-- DATASET CONTENT follows --
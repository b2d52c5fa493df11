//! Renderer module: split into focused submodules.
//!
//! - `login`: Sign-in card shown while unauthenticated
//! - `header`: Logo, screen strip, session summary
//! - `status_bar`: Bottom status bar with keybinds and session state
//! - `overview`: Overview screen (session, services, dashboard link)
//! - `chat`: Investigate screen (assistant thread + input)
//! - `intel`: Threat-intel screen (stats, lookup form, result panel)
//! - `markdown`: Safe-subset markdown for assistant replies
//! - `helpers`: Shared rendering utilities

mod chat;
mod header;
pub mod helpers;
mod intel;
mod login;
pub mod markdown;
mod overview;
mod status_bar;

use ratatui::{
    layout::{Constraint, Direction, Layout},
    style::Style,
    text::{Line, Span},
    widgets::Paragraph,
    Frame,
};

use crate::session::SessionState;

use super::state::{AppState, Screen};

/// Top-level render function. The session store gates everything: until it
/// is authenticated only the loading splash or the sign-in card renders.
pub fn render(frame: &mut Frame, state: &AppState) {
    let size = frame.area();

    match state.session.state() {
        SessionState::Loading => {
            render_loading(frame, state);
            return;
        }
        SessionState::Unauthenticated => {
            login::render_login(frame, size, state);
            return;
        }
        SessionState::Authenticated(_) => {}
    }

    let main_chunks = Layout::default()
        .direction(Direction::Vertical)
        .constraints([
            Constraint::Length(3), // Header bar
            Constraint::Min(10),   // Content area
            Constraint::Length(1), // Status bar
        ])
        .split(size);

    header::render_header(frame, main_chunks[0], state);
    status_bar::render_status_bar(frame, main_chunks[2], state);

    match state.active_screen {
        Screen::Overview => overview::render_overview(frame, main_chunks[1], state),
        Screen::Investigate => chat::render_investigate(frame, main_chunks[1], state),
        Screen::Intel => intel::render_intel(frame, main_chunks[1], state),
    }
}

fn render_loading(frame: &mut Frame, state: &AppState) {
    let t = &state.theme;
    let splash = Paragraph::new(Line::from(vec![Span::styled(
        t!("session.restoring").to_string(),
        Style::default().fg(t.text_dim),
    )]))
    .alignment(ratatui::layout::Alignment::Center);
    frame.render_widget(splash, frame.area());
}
-- DATASET CONTENT concluded --
Copy each line of the data that contains the word "Investigate", leaving the other lines out.

▶ **TASK RESPONSE**:
//! - `chat`: Investigate screen (assistant thread + input)
        Screen::Investigate => chat::render_investigate(frame, main_chunks[1], state),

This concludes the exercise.